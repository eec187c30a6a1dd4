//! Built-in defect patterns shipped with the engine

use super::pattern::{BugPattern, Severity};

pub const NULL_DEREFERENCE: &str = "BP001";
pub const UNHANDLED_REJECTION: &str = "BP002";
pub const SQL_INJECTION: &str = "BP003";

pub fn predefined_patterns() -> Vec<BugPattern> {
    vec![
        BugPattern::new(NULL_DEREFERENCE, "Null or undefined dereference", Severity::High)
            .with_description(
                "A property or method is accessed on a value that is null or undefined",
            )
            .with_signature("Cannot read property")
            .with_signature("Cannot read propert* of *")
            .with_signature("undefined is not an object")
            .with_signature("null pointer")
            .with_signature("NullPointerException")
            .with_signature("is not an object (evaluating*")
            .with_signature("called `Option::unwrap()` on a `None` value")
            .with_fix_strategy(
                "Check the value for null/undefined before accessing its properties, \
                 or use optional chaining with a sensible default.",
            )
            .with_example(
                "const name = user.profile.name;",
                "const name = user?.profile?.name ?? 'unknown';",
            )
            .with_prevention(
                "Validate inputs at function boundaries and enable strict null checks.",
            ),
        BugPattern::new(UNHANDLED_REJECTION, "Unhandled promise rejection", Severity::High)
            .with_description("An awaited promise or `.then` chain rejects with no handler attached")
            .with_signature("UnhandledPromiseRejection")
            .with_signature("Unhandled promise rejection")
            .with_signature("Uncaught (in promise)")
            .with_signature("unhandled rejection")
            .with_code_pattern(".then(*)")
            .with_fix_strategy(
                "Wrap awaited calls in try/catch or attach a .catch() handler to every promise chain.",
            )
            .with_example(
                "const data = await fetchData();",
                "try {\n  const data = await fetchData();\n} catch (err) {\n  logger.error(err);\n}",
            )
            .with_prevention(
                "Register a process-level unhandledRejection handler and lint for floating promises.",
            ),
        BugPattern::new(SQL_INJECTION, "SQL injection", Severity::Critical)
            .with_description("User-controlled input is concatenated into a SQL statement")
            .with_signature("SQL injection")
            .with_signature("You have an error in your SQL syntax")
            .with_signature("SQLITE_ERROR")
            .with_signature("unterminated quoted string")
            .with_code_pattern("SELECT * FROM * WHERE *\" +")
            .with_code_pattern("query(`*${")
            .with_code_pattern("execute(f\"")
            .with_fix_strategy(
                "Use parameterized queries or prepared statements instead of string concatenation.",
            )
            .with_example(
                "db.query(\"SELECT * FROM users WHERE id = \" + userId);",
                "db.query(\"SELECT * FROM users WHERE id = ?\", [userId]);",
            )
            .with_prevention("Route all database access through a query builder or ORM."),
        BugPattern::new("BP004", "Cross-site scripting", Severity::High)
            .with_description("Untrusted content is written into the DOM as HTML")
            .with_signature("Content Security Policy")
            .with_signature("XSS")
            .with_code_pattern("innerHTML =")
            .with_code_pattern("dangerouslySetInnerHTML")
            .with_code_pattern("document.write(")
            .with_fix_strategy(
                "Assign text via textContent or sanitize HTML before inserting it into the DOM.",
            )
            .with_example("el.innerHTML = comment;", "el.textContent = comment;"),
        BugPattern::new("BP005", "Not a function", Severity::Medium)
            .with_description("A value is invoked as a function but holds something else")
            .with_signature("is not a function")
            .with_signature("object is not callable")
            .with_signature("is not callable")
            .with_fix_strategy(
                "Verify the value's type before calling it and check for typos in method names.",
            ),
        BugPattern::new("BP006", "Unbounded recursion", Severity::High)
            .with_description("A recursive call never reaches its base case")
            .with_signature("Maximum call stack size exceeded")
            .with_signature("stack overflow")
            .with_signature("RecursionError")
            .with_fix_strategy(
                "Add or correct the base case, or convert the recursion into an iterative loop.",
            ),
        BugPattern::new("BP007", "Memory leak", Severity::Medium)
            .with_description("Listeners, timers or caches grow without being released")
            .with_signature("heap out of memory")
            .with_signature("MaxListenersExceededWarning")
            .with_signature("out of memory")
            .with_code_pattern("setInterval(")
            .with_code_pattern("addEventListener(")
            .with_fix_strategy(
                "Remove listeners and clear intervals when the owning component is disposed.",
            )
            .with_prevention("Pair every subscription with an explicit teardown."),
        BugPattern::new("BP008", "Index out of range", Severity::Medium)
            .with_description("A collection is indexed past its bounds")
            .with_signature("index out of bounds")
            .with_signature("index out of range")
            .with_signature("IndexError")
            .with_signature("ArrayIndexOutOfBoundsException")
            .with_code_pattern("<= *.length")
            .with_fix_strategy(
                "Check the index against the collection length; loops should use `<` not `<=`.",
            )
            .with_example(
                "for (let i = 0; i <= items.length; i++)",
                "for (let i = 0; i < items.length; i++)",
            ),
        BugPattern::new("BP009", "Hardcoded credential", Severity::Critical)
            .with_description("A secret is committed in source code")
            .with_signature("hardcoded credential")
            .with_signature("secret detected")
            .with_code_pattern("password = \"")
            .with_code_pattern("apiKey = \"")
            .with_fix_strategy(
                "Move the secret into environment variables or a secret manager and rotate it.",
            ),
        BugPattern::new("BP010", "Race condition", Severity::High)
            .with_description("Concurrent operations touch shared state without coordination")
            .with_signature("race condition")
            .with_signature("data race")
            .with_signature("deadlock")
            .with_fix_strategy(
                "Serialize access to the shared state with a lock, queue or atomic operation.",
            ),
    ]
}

---*---

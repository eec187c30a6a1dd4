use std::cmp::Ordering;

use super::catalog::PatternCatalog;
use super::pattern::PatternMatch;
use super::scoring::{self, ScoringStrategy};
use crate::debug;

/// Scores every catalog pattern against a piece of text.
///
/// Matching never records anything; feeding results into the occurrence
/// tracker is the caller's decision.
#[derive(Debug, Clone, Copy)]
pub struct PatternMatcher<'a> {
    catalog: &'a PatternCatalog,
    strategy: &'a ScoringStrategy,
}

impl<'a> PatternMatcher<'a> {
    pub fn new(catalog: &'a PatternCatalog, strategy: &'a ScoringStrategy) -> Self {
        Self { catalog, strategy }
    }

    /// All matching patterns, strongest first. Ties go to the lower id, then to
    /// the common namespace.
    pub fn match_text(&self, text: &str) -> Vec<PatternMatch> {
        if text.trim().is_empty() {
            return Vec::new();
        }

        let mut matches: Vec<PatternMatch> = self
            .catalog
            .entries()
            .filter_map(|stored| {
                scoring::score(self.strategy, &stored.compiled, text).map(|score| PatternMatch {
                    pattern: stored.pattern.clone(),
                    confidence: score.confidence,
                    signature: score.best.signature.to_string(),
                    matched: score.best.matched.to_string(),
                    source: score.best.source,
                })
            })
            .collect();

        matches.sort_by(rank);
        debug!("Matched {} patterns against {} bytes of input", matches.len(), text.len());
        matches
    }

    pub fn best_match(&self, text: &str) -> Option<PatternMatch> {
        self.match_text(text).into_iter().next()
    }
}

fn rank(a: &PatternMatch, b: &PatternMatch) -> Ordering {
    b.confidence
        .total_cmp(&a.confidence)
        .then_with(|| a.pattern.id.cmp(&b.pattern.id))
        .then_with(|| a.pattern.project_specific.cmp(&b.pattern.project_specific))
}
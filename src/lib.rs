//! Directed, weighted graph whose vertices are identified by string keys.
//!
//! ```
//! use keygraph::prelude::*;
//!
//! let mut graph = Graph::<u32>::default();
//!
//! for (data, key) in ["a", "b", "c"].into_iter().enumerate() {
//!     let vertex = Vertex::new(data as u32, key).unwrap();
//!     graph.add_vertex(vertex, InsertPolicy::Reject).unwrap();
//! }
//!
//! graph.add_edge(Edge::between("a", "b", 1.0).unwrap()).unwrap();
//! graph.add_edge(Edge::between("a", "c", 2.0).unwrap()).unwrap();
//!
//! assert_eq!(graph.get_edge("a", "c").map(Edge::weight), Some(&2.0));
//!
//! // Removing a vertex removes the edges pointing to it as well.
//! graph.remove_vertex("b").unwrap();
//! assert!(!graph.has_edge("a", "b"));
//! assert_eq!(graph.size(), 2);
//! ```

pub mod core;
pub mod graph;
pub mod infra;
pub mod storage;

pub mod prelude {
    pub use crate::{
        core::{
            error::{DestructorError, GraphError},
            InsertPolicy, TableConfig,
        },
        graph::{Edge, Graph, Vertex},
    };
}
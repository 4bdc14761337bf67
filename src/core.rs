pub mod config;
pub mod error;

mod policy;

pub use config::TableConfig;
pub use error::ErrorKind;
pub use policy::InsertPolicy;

---*---

HOW TO COMPLETE THIS TASK:
Search the preceding listing for "Cannot", then copy every line that holds it.

RESULT:
            .with_signature("Cannot read property")
            .with_signature("Cannot read propert* of *")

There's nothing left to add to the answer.